◆ **Task requirements**: Below are records; copy every line among them that contains the word "commands".

--------

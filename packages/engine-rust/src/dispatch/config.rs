use std::time::Duration;

/// Output format for [`crate::logging::init_tracing`].
#[derive(Debug, Clone, Copy, PartialEq, Eq, Default)]
pub enum LogFormat {
    /// Human-readable, one event per line.
    #[default]
    Pretty,
    /// Newline-delimited JSON.
    Json,
}

/// Re-dispatch policy applied by [`crate::middleware::RetryLayer`] to faults
/// the transient-error strategy classifies as retryable.
#[derive(Debug, Clone, PartialEq, Eq)]
pub struct RetryPolicy {
    /// Total attempts including the first one. `1` disables retries.
    pub max_attempts: u32,
    /// Delay before the first retry.
    pub initial_backoff: Duration,
    /// Upper bound for any single delay.
    pub max_backoff: Duration,
    /// Growth factor applied to the delay after every retry.
    pub multiplier: u32,
}

impl RetryPolicy {
    /// A policy that never retries.
    #[must_use]
    pub fn none() -> Self {
        Self {
            max_attempts: 1,
            ..Self::default()
        }
    }

    /// Delay to wait after failed attempt number `attempt` (1-based).
    #[must_use]
    pub fn backoff_for(&self, attempt: u32) -> Duration {
        let factor = self.multiplier.saturating_pow(attempt.saturating_sub(1));
        self.initial_backoff
            .saturating_mul(factor)
            .min(self.max_backoff)
    }
}

impl Default for RetryPolicy {
    fn default() -> Self {
        Self {
            max_attempts: 3,
            initial_backoff: Duration::from_millis(50),
            max_backoff: Duration::from_secs(2),
            multiplier: 2,
        }
    }
}

/// Engine-level configuration.
///
/// Controls broker parallelism, retry behavior, and log output.
#[derive(Debug, Clone)]
pub struct DispatchConfig {
    /// Number of concurrent consumer loops a broker runs.
    pub degree_of_parallelism: usize,
    /// Retry behavior for transient faults.
    pub retry: RetryPolicy,
    /// Log output format.
    pub log_format: LogFormat,
}

impl Default for DispatchConfig {
    fn default() -> Self {
        Self {
            degree_of_parallelism: 4,
            retry: RetryPolicy::default(),
            log_format: LogFormat::default(),
        }
    }
}
impl HandlerProvider for HandlerRegistry {
    fn handler_mapping(&self) -> HashMap<TypeId, Arc<HandlerDescriptor>> {
        self.commands.clone()
    }

    fn event_handler_mapping(&self) -> HashMap<TypeId, Vec<Arc<HandlerDescriptor>>> {
        self.events.clone()
    }
}

// ---------------------------------------------------------------------------
// HandlerSelector
// ---------------------------------------------------------------------------

/// Picks the descriptors for an incoming message.
pub trait HandlerSelector: Send + Sync {
    /// Exactly one descriptor for the command's runtime type.
    ///
    /// # Errors
    ///
    /// [`DispatchError::NoHandler`] or [`DispatchError::AmbiguousHandler`].
    fn select_handler(
        &self,
        request: &HandlerRequest,
    ) -> Result<Arc<HandlerDescriptor>, DispatchError>;

    /// Every descriptor for the event's runtime type, possibly none.
    ///
    /// # Errors
    ///
    /// Implementations may reject an event they cannot route.
    fn select_event_handlers(
        &self,
        request: &HandlerRequest,
    ) -> Result<Arc<[Arc<HandlerDescriptor>]>, DispatchError>;
}

enum Resolution {
    Unique(Arc<HandlerDescriptor>),
    Ambiguous(Vec<&'static str>),
}

/// Selector over the merged mappings of one or more providers.
///
/// A command type contributed by more than one provider resolves to
/// [`DispatchError::AmbiguousHandler`] instead of picking one silently.
#[derive(Default)]
pub struct DefaultHandlerSelector {
    commands: DashMap<TypeId, Resolution>,
    events: DashMap<TypeId, Arc<[Arc<HandlerDescriptor>]>>,
}

impl DefaultHandlerSelector {
    #[must_use]
    pub fn new() -> Self {
        Self::default()
    }

    /// Builds a selector from `providers`, merged in order.
    pub fn from_providers<'a, I>(providers: I) -> Self
    where
        I: IntoIterator<Item = &'a dyn HandlerProvider>,
    {
        let selector = Self::new();
        for provider in providers {
            selector.add_provider(provider);
        }
        selector
    }

    /// Merges the mappings of `provider` into the cache.
    pub fn add_provider(&self, provider: &dyn HandlerProvider) {
        for (type_id, descriptor) in provider.handler_mapping() {
            let name = descriptor.handler_type_name();
            self.commands
                .entry(type_id)
                .and_modify(|resolution| {
                    *resolution = match resolution {
                        Resolution::Unique(existing) => {
                            Resolution::Ambiguous(vec![existing.handler_type_name(), name])
                        }
                        Resolution::Ambiguous(names) => {
                            let mut names = std::mem::take(names);
                            names.push(name);
                            Resolution::Ambiguous(names)
                        }
                    };
                })
                .or_insert_with(|| Resolution::Unique(descriptor.clone()));
        }

        for (type_id, descriptors) in provider.event_handler_mapping() {
            let mut merged = self
                .events
                .get(&type_id)
                .map(|existing| existing.to_vec())
                .unwrap_or_default();
            merged.extend(descriptors);
            self.events.insert(type_id, merged.into());
        }
    }

    /// Resolves the command handler for `message_type`.
    ///
    /// # Errors
    ///
    /// [`DispatchError::NoHandler`] or [`DispatchError::AmbiguousHandler`].
    pub fn resolve(
        &self,
        message_type: TypeId,
        type_name: &'static str,
    ) -> Result<Arc<HandlerDescriptor>, DispatchError> {
        match self.commands.get(&message_type).as_deref() {
            Some(Resolution::Unique(descriptor)) => Ok(descriptor.clone()),
            Some(Resolution::Ambiguous(handlers)) => Err(DispatchError::AmbiguousHandler {
                message_type: type_name,
                handlers: handlers.clone(),
            }),
            None => Err(DispatchError::NoHandler {
                message_type: type_name,
            }),
        }
    }

    /// Every event handler for `message_type`, in registration order.
    #[must_use]
    pub fn resolve_events(&self, message_type: TypeId) -> Arc<[Arc<HandlerDescriptor>]> {
        self.events
            .get(&message_type)
            .map_or_else(|| Arc::from(Vec::new()), |entry| entry.value().clone())
    }
}

impl HandlerSelector for DefaultHandlerSelector {
    fn select_handler(
        &self,
        request: &HandlerRequest,
    ) -> Result<Arc<HandlerDescriptor>, DispatchError> {
        let envelope = request.envelope();
        self.resolve(envelope.type_id(), envelope.type_name())
    }

    fn select_event_handlers(
        &self,
        request: &HandlerRequest,
    ) -> Result<Arc<[Arc<HandlerDescriptor>]>, DispatchError> {
        Ok(self.resolve_events(request.envelope().type_id()))
    }
}

impl std::fmt::Debug for DefaultHandlerSelector {
    fn fmt(&self, f: &mut std::fmt::Formatter<'_>) -> std::fmt::Result {
        f.debug_struct("DefaultHandlerSelector")
            .field("commands", &self.commands.len())
            .field("events", &self.events.len())
            .finish()
    }
}

// ---------------------------------------------------------------------------
// Tests
// ---------------------------------------------------------------------------

#[cfg(test)]
mod tests {
    use courier_core::SourceId;

    use super::*;

    #[derive(Debug)]
    struct Deposit;
    impl Message for Deposit {}
    impl Command for Deposit {}

    #[derive(Debug)]
    struct Withdraw;
    impl Message for Withdraw {}
    impl Command for Withdraw {}

    #[derive(Debug)]
    struct Deposited(SourceId);
    impl Message for Deposited {}
    impl Event for Deposited {
        fn source_id(&self) -> SourceId {
            self.0
        }
    }

    struct DepositHandler;

    #[async_trait]
    impl Handler<Deposit> for DepositHandler {
        async fn handle(&self, _: &Deposit, _: &HandlerContext) -> anyhow::Result<Option<Payload>> {
            Ok(None)
        }
    }

    struct AuditDeposit;

    #[async_trait]
    impl Handler<Deposit> for AuditDeposit {
        async fn handle(&self, _: &Deposit, _: &HandlerContext) -> anyhow::Result<Option<Payload>> {
            Ok(None)
        }
    }

    struct Projection;

    #[async_trait]
    impl Handler<Deposited> for Projection {
        async fn handle(
            &self,
            _: &Deposited,
            _: &HandlerContext,
        ) -> anyhow::Result<Option<Payload>> {
            Ok(None)
        }
    }

    struct Named(&'static str, i32);

    #[async_trait]
    impl Filter for Named {
        fn name(&self) -> &'static str {
            self.0
        }

        fn order(&self) -> i32 {
            self.1
        }
    }

    #[test]
    fn duplicate_command_registration_is_rejected() {
        let mut handlers = HandlerRegistry::new();
        handlers.command::<Deposit, _>(DepositHandler).unwrap();
        let err = handlers.command::<Deposit, _>(AuditDeposit).err().unwrap();
        assert_eq!(
            err,
            ConfigError::DuplicateHandler {
                message_type: "Deposit"
            }
        );
    }

    #[test]
    fn empty_registry_yields_empty_mapping() {
        let handlers = HandlerRegistry::new();
        assert!(handlers.handler_mapping().is_empty());
        assert!(handlers.event_handler_mapping().is_empty());
    }

    #[test]
    fn descriptor_sorts_filters_stably() {
        let filters: Vec<Arc<dyn Filter>> = vec![
            Arc::new(Named("late", 10)),
            Arc::new(Named("first-zero", 0)),
            Arc::new(Named("early", -5)),
            Arc::new(Named("second-zero", 0)),
        ];
        let descriptor = HandlerDescriptor::for_command::<Deposit, _>(DepositHandler, filters);
        let names: Vec<&str> = descriptor.filters().iter().map(|f| f.name()).collect();
        assert_eq!(names, vec!["early", "first-zero", "second-zero", "late"]);
        assert_eq!(descriptor.kind(), MessageKind::Command);
        assert_eq!(descriptor.message_type_name(), "Deposit");
        assert_eq!(descriptor.handler_type_name(), "DepositHandler");
    }

    #[test]
    fn selector_resolves_unique_and_missing_handlers() {
        let mut handlers = HandlerRegistry::new();
        handlers.command::<Deposit, _>(DepositHandler).unwrap();
        let selector = DefaultHandlerSelector::from_providers([&handlers as &dyn HandlerProvider]);

        let found = selector.resolve(TypeId::of::<Deposit>(), "Deposit").unwrap();
        assert_eq!(found.handler_type_name(), "DepositHandler");

        let missing = selector.resolve(TypeId::of::<Withdraw>(), "Withdraw");
        assert!(matches!(
            missing,
            Err(DispatchError::NoHandler {
                message_type: "Withdraw"
            })
        ));
    }

    #[test]
    fn selector_flags_handlers_from_two_providers_as_ambiguous() {
        let mut first = HandlerRegistry::new();
        first.command::<Deposit, _>(DepositHandler).unwrap();
        let mut second = HandlerRegistry::new();
        second.command::<Deposit, _>(AuditDeposit).unwrap();

        let selector = DefaultHandlerSelector::new();
        selector.add_provider(&first);
        selector.add_provider(&second);

        match selector.resolve(TypeId::of::<Deposit>(), "Deposit") {
            Err(DispatchError::AmbiguousHandler { handlers, .. }) => {
                assert_eq!(handlers, vec!["DepositHandler", "AuditDeposit"]);
            }
            other => panic!("expected ambiguity, got {other:?}"),
        }
    }

    #[test]
    fn event_handlers_accumulate_across_providers() {
        let mut first = HandlerRegistry::new();
        first.event::<Deposited, _>(Projection);
        let mut second = HandlerRegistry::new();
        second
            .event::<Deposited, _>(Projection)
            .event::<Deposited, _>(Projection);
        assert_eq!(second.event_handler_count(), 2);

        let selector = DefaultHandlerSelector::from_providers([
            &first as &dyn HandlerProvider,
            &second as &dyn HandlerProvider,
        ]);
        assert_eq!(selector.resolve_events(TypeId::of::<Deposited>()).len(), 3);
        assert!(selector.resolve_events(TypeId::of::<Deposit>()).is_empty());
    }
}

--------

◆ **Answer section**:
        self.commands.clone()
    commands: DashMap<TypeId, Resolution>,
            self.commands
        match self.commands.get(&message_type).as_deref() {
            .field("commands", &self.commands.len())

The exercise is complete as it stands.